Serving Outside the Church Walls: Eleven Years After Graduating from the Institute for Leadership in Ministry
Reflection by Joanna Thurmann ILM ‘02
Reflection by Joanna Thurmann ILM ‘02
In 2012, I graduated from the Institute for Leadership in Ministry (ILM) and immediately entered the Diocesan Advanced Lay Leadership formation program leading to my commissioning as an Advanced Lay Leader in 2016. Simultaneously, I pursued a master’s degree in Santa Clara University’s Graduate Program in Pastoral Ministries, graduating in 2018. Those years of study gave me a solid foundation in scripture, church history, theology, and more. Still, it was Catholic Social Teaching that most deeply stirred my conscience and directed my path.
During our graduation ceremony I addressed my ILM class saying, “The journey is not over. We recommit to charity and justice because as long as a fifth of the world falls below the poverty line and there is suffering in our own neighborhoods, we cannot rest. We must continue to speak up for the dignity of every human person, but especially the most vulnerable. The Church is not these walls. It is out there; amidst the brokenness.”

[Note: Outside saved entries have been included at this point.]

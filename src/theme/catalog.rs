use std::collections::HashMap;
use std::path::Path;

use serde::Deserialize;

use super::{ContrastPair, FontFamilies, ThemeConfig, VintageTheme};
use crate::error::{Result, ThemeError};

/// Source of theme definitions
pub trait ThemeCatalog: Send + Sync {
    fn get_theme(&self, id: &str) -> Option<ThemeConfig>;

    fn theme_ids(&self) -> Vec<String>;
}

/// Registry of the built-in themes, optionally extended with custom ones
///
/// Themes are registered by id and handed out as owned snapshots.
pub struct BuiltinThemes {
    themes: HashMap<String, ThemeConfig>,
}

#[derive(Deserialize)]
struct CatalogFile {
    #[serde(default)]
    themes: Vec<ThemeConfig>,
}

impl BuiltinThemes {
    /// Create a new catalog with all built-in themes
    pub fn new() -> Self {
        let mut catalog = Self {
            themes: HashMap::new(),
        };

        catalog.register_builtin_themes();
        catalog
    }

    /// Register all built-in themes
    fn register_builtin_themes(&mut self) {
        self.register(ThemeConfig {
            id: "geocities".to_string(),
            display_name: "GeoCities 1998".to_string(),
            background_ref: "procedural:stars".to_string(),
            font_families: FontFamilies {
                heading: "\"Comic Sans MS\", \"Comic Sans\", cursive".to_string(),
                body: "\"Times New Roman\", Times, serif".to_string(),
            },
            cursor_ref: "cursors/sparkle.cur".to_string(),
            neon_border_color: "#00ff00".to_string(),
            text_glow_color: "#ffff00".to_string(),
            vintage: VintageTheme {
                counter: true,
                sticker_refs: vec![
                    "gifs/under-construction.gif".to_string(),
                    "gifs/netscape-now.gif".to_string(),
                    "gifs/email-me.gif".to_string(),
                    "gifs/best-viewed.gif".to_string(),
                ],
                sounds_enabled: true,
            },
            text_colors: ContrastPair {
                on_dark: "#ffff66".to_string(),
                on_light: "#000080".to_string(),
            },
            banner_text: "*** Welcome to my homepage! Sign my guestbook! ***".to_string(),
            crash_on_modal: false,
        });

        self.register(ThemeConfig {
            id: "windows95".to_string(),
            display_name: "Windows 95".to_string(),
            background_ref: "procedural:teal".to_string(),
            font_families: FontFamilies {
                heading: "\"MS Sans Serif\", Tahoma, sans-serif".to_string(),
                body: "\"MS Sans Serif\", Tahoma, sans-serif".to_string(),
            },
            cursor_ref: "cursors/hourglass.cur".to_string(),
            neon_border_color: "#c0c0c0".to_string(),
            text_glow_color: "#000080".to_string(),
            vintage: VintageTheme {
                counter: false,
                sticker_refs: vec!["gifs/start-button.gif".to_string()],
                sounds_enabled: true,
            },
            text_colors: ContrastPair {
                on_dark: "#ffffff".to_string(),
                on_light: "#000000".to_string(),
            },
            banner_text: "It is now safe to turn off your computer.".to_string(),
            crash_on_modal: true,
        });

        self.register(ThemeConfig {
            id: "vaporwave".to_string(),
            display_name: "Vaporwave".to_string(),
            background_ref: "procedural:grid".to_string(),
            font_families: FontFamilies {
                heading: "\"Arial Black\", Impact, sans-serif".to_string(),
                body: "Verdana, Geneva, sans-serif".to_string(),
            },
            cursor_ref: "cursors/dolphin.cur".to_string(),
            neon_border_color: "#ff71ce".to_string(),
            text_glow_color: "#01cdfe".to_string(),
            vintage: VintageTheme {
                counter: false,
                sticker_refs: vec![
                    "gifs/palm.gif".to_string(),
                    "gifs/bust.gif".to_string(),
                ],
                sounds_enabled: false,
            },
            text_colors: ContrastPair {
                on_dark: "#fffb96".to_string(),
                on_light: "#b967ff".to_string(),
            },
            banner_text: "ＡＥＳＴＨＥＴＩＣ".to_string(),
            crash_on_modal: false,
        });

        self.register(ThemeConfig {
            id: "terminal".to_string(),
            display_name: "Green Screen Terminal".to_string(),
            background_ref: "procedural:scanlines".to_string(),
            font_families: FontFamilies {
                heading: "\"Courier New\", Courier, monospace".to_string(),
                body: "\"Courier New\", Courier, monospace".to_string(),
            },
            cursor_ref: "cursors/block.cur".to_string(),
            neon_border_color: "#33ff33".to_string(),
            text_glow_color: "#33ff33".to_string(),
            vintage: VintageTheme {
                counter: true,
                sticker_refs: vec![],
                sounds_enabled: false,
            },
            text_colors: ContrastPair {
                on_dark: "#33ff33".to_string(),
                on_light: "#003300".to_string(),
            },
            banner_text: "READY.".to_string(),
            crash_on_modal: false,
        });
    }

    /// Register a custom theme, replacing any theme with the same id
    pub fn register(&mut self, theme: ThemeConfig) {
        self.themes.insert(theme.id.clone(), theme);
    }

    /// Extend the catalog with themes from a TOML file (`[[themes]]` tables)
    pub fn load_file<P: AsRef<Path>>(&mut self, path: P) -> Result<usize> {
        let path = path.as_ref();
        let content = std::fs::read_to_string(path)?;
        let file: CatalogFile = toml::from_str(&content).map_err(|e| ThemeError::ParseFailed {
            path: path.display().to_string(),
            reason: e.to_string(),
        })?;
        let count = file.themes.len();
        for theme in file.themes {
            self.register(theme);
        }
        Ok(count)
    }

    /// Check if a theme is available
    pub fn has_theme(&self, id: &str) -> bool {
        self.themes.contains_key(id)
    }

    /// Get the number of registered themes
    pub fn len(&self) -> usize {
        self.themes.len()
    }

    /// Check if the catalog is empty
    pub fn is_empty(&self) -> bool {
        self.themes.is_empty()
    }
}

impl Default for BuiltinThemes {
    fn default() -> Self {
        Self::new()
    }
}

impl ThemeCatalog for BuiltinThemes {
    fn get_theme(&self, id: &str) -> Option<ThemeConfig> {
        self.themes.get(id).cloned()
    }

    fn theme_ids(&self) -> Vec<String> {
        let mut ids: Vec<String> = self.themes.keys().cloned().collect();
        ids.sort();
        ids
    }
}

#[cfg(test)]
mod tests {
    use super::*;
    use tempfile::tempdir;

    #[test]
    fn test_builtin_themes_available() {
        let catalog = BuiltinThemes::new();

        assert!(catalog.has_theme("geocities"));
        assert!(catalog.has_theme("windows95"));
        assert!(catalog.has_theme("vaporwave"));
        assert!(catalog.has_theme("terminal"));

        assert_eq!(catalog.len(), 4);
    }

    #[test]
    fn test_get_theme() {
        let catalog = BuiltinThemes::new();

        let win = catalog.get_theme("windows95");
        assert!(win.is_some());
        assert!(win.unwrap().crash_on_modal);

        assert!(catalog.get_theme("unknown").is_none());
        assert_eq!(catalog.theme_ids()[0], "geocities");
    }

    #[test]
    fn test_custom_catalog_file() {
        let dir = tempdir().unwrap();
        let path = dir.path().join("themes.toml");
        std::fs::write(
            &path,
            r##"
[[themes]]
id = "matrix"
displayName = "Matrix"
backgroundRef = "procedural:scanlines"
cursorRef = "cursors/block.cur"
neonBorderColor = "#00ff41"
textGlowColor = "#00ff41"

[themes.fontFamilies]
heading = "monospace"
body = "monospace"

[themes.vintage]
counter = false
"##,
        )
        .unwrap();

        let mut catalog = BuiltinThemes::new();
        assert_eq!(catalog.load_file(&path).unwrap(), 1);
        let matrix = catalog.get_theme("matrix").unwrap();
        assert_eq!(matrix.text_colors, ContrastPair::default());
        assert!(!matrix.crash_on_modal);
        assert_eq!(catalog.len(), 5);
    }
}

Personally speaking, I have done most of my ministry beyond the church walls. For the past 16 years, I have participated in leading annual immersion trips with the Tijuana Ministry. In one of the poorest areas of North America, we have built over 60 homes to replace the makeshift shanties located just 10 miles south of the US border. Additional projects in Tijuana have included constructing a community center for an AIDS clinic and a school for children with disabilities. We’ve also offered outreach programs for children, youth, and mothers.
Back in San José, my ministry to the incarcerated includes communion services, bible study, prayer, and working to bring the light of Christ to an otherwise dark and desolate place. For the unhoused, I have cooked meals, cleaned mobile showers, collected donations, and distributed coats and tarps with various groups.
I grew tremendously by journeying with people experiencing poverty in Tijuana, ministering to the incarcerated, and serving the unhoused. Over the years, further community advocacy for me has grown to include urging county and city officials to press for long-term solutions and affordable housing for Silicon Valley’s growing homeless population.
I bring these stories with me when I give retreat talks and teach ILM classes. Too often we forget that the real presence of Christ started with the historical Jesus who ate with the lepers and the outcast. I hope my first-hand encounters of Jesus on the margins serve to invite others to meet Him out there, too.
Such boots-on-the-ground discipleship has been its own path of formation. My lived experience as a white, middle-class, hi-tech professional with a mortgage was more like that of the rich man than of Lazarus in the Gospel of Luke. I needed to overcome implicit bias, learn humility, and share in the suffering of others.
The Church has always been ‘out there.’ Tertullian, an early church father, noted that the Romans who observed the early Christian communities would often exclaim, “See how they love one another!” That’s how the Church must be seen today - acting, serving, and loving because justice must always accompany charity. We must be Christ to a broken world. To do that, we must continually breach church walls.
Joanna Thurmann founded The Gandhi Team, an unaffiliated group of Catholic ministers dedicated to teaching non-violence as a means of personal and social change. They received a city commendation in 2018 for their service from then mayor Sam Liccardo. Joanna works in the tech industry and is an advanced lay leader in the Diocese of San José. An alumna of Stanford University and Santa Clara University, she has two adult children, and her home parish is St. Julie Billiart. In her free time, she enjoys gardening and outdoor projects.